In his New York Times bestselling The Wind Through the Keyhole, Stephen King returns to the spectacular territory of the Dark Tower fantasy saga to tell a story about gunslinger Roland Deschain in his early days.

The Wind Through the Keyhole is a sparkling contribution to the series that can be placed between Dark Tower IV and Dark Tower V. This Russian doll of a novel, a story within a story within a story, visits Roland and his ka-tet as a ferocious, frigid storm halts their progress along the Path of the Beam. Roland tells a tale from his early days as a gunslinger, in the guilt-ridden year following his mother’s death. Sent by his father to investigate evidence of a murderous shape-shifter, Roland takes charge of Bill Streeter, a brave but terrified boy who is the sole surviving witness to the beast’s most recent slaughter.

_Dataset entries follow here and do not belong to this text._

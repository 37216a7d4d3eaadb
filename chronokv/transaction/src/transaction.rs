//! Transaction trait and related functionality
//!
//! This module defines the transaction lifecycle shared by every transaction
//! implementation built on top of the oracle.

use std::fmt;

use serde::{Deserialize, Serialize};

use crate::timestamp::Timestamp;

/// Lifecycle state of a transaction.
///
/// ```text
/// Active --commit--> PendingDurable --durable--> Committed
///   |
///   +----discard / conflict----> Discarded
/// ```
#[derive(Debug, Clone, Copy, PartialEq, Eq, Hash, Serialize, Deserialize)]
pub enum TxnState {
    /// Reads and writes are accepted.
    Active,
    /// A commit timestamp was assigned and the batch is waiting to become durable.
    PendingDurable,
    /// The batch is durable and visible to readers at or above the commit timestamp.
    Committed,
    /// The transaction was discarded or lost a conflict.
    Discarded,
}

impl TxnState {
    /// Returns true once no further transition is possible.
    pub fn is_terminal(&self) -> bool {
        matches!(self, TxnState::Committed | TxnState::Discarded)
    }

    /// Returns true if moving from `self` to `next` is a legal transition.
    pub fn can_transition_to(&self, next: TxnState) -> bool {
        use TxnState::*;
        matches!(
            (self, next),
            (Active, PendingDurable) | (Active, Discarded) | (PendingDurable, Committed)
        )
    }
}

impl fmt::Display for TxnState {
    fn fmt(&self, f: &mut fmt::Formatter<'_>) -> fmt::Result {
        let name = match self {
            TxnState::Active => "active",
            TxnState::PendingDurable => "pending-durable",
            TxnState::Committed => "committed",
            TxnState::Discarded => "discarded",
        };
        f.write_str(name)
    }
}

/// Trait defining the core operations that all transactions must support.
pub trait Transaction {
    /// The error type for transaction operations
    type Error;

    /// Get the snapshot timestamp of the transaction
    fn read_ts(&self) -> Timestamp;

    /// Get the commit timestamp of the transaction, once assigned
    fn commit_ts(&self) -> Option<Timestamp>;

    /// Get the lifecycle state of the transaction
    fn state(&self) -> TxnState;

    /// Returns true if the transaction may write
    fn is_update(&self) -> bool;
}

Roland, himself only a teenager, calms the boy by reciting a story from the Book of Eld that his mother used to read to him at bedtime, “The Wind through the Keyhole.” “A person’s never too old for stories,” he says to Bill. “Man and boy, girl and woman, we live for them.”

And stories like The Wind Through the Keyhole live for us with Stephen King’s fantastical magic that “creates the kind of fully imagined fictional landscapes a reader can inhabit for days at a stretch” (The Washington Post).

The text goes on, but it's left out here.